We are left facing the question: why are so many children eating too little of what they need, while an increasing number of children are eating too much of what they don’t need?

The Nutrition Transition

Over the past several decades, societies have evolved. We are more connected than ever before through global trade markets. More people are moving from rural areas into densely populated cities. More women are thriving in the workforce, while still raising families. And climate change is putting increased pressure on how we live and use natural resources.

Our brave new world has had a profound impact on how food is produced, what food we have access to, and ultimately, what we eat. 

Globalization has changed the way we eat. It has rapidly transformed the systems that bring our food from field to families, affecting everything from how food is harvested to how it is displayed in supermarkets. Communities around the world now have access to greater quantities and a wider variety of foods. But with globalization and trade has come an expanded market for junk food and fast foods – as well as extensive food marketing directed at children. 

As supermarkets, convenience stores and fast food chains become ubiquitous, families and communities are leaving behind their traditional, often healthier diets, in favour of modern diets often full of processed foods high in saturated fat, sugar and sodium and low in essential nutrients and fibre.

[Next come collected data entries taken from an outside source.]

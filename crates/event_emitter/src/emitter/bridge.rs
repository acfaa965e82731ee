/// Forwarding emits to downstream emitters
use super::core::{EmitterInner, EventEmitter};
use super::dispatch::EmitReport;
use crate::error::EmitterError;
use crate::registry::EventKey;
use std::borrow::Borrow;
use std::fmt::Display;
use std::hash::Hash;
use std::sync::{Arc, Weak};
use tracing::{debug, error, trace, warn};

impl<P: 'static, K: EventKey> EventEmitter<P, K> {
    /// Forwards every emit that is not stopped on this emitter to `other`.
    ///
    /// Bridges are not de-duplicated: bridging the same emitter twice
    /// delivers each event to it twice. There is no cycle detection either;
    /// bridging two emitters to each other recurses until the stack runs out
    /// unless [`EmitterConfig::max_bridge_depth`](crate::EmitterConfig) is set.
    ///
    /// The bridge holds `other` weakly. Once every handle of `other` is
    /// dropped the bridge is skipped and pruned.
    pub fn bridge_emit(&self, other: &EventEmitter<P, K>) {
        let mut bridges = self.inner.bridges();
        bridges.push(Arc::downgrade(&other.inner));
        debug!(
            emitter = %self.inner.name(),
            target = %other.inner.name(),
            bridges = bridges.len(),
            "🌉 Bridged emitter"
        );
    }

    /// Number of live bridges.
    pub fn bridge_count(&self) -> usize {
        self.inner
            .bridges()
            .iter()
            .filter(|bridge| bridge.strong_count() > 0)
            .count()
    }
}

impl<P: 'static, K: EventKey> EmitterInner<P, K> {
    /// Re-emits on every live bridge in registration order.
    pub(super) fn forward<Q>(
        &self,
        event: &Q,
        payload: &P,
        depth: usize,
        report: &mut EmitReport,
    ) -> Result<(), EmitterError>
    where
        K: Borrow<Q>,
        Q: Hash + Eq + Display + ?Sized,
    {
        let targets = self.live_bridges();
        if targets.is_empty() {
            return Ok(());
        }

        let depth = depth + 1;
        if let Some(limit) = self.config.max_bridge_depth {
            if depth > limit {
                return Err(EmitterError::BridgeDepthExceeded {
                    event: event.to_string(),
                    depth,
                    limit,
                });
            }
        }

        for target in targets {
            self.stats.record_forward();
            trace!(
                emitter = %self.name(),
                target = %target.name(),
                event = %event,
                depth,
                "Forwarding to bridge"
            );

            match target.dispatch(event, payload, depth) {
                Ok(_) => report.bridged += 1,
                Err(err) if self.config.isolate_failures => {
                    error!(
                        emitter = %self.name(),
                        target = %target.name(),
                        "❌ Bridge failed: {}",
                        err
                    );
                    report.failures.push(err);
                }
                Err(err) => return Err(err),
            }
        }
        Ok(())
    }

    /// Upgrades the bridge list, pruning emitters that no longer exist.
    ///
    /// The lock is released before any bridge is dispatched to.
    fn live_bridges(&self) -> Vec<Arc<EmitterInner<P, K>>> {
        let mut bridges = self.bridges();
        let before = bridges.len();
        bridges.retain(|bridge| bridge.strong_count() > 0);
        if bridges.len() < before {
            warn!(
                emitter = %self.name(),
                pruned = before - bridges.len(),
                "⚠️ Dropped emitters removed from bridge list"
            );
        }
        bridges.iter().filter_map(Weak::upgrade).collect()
    }
}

Today, more than half of the world’s population lives in cities. Urbanization has caused a rapid shift in diet and lifestyle, with more ultra-processed foods and less physical activity.

The result is a higher prevalence of overweight and obesity among city dwellers, as well as higher rates of diabetes, hypertension and cardiovascular disease. By 2050, 70 per cent of the world’s adolescents will live in cities, more exposed to the marketing of unhealthy foods and more vulnerable to diet-related diseases than ever before.

More and more women are joining the job market, making up nearly 40 per cent of the world’s formal labour force. Yet, almost everywhere, mothers remain responsible for most child feeding and care. They often receive little support from families, employers or society at large. This leaves too many mothers to face the impossible choice of feeding their children well or earning a steady income.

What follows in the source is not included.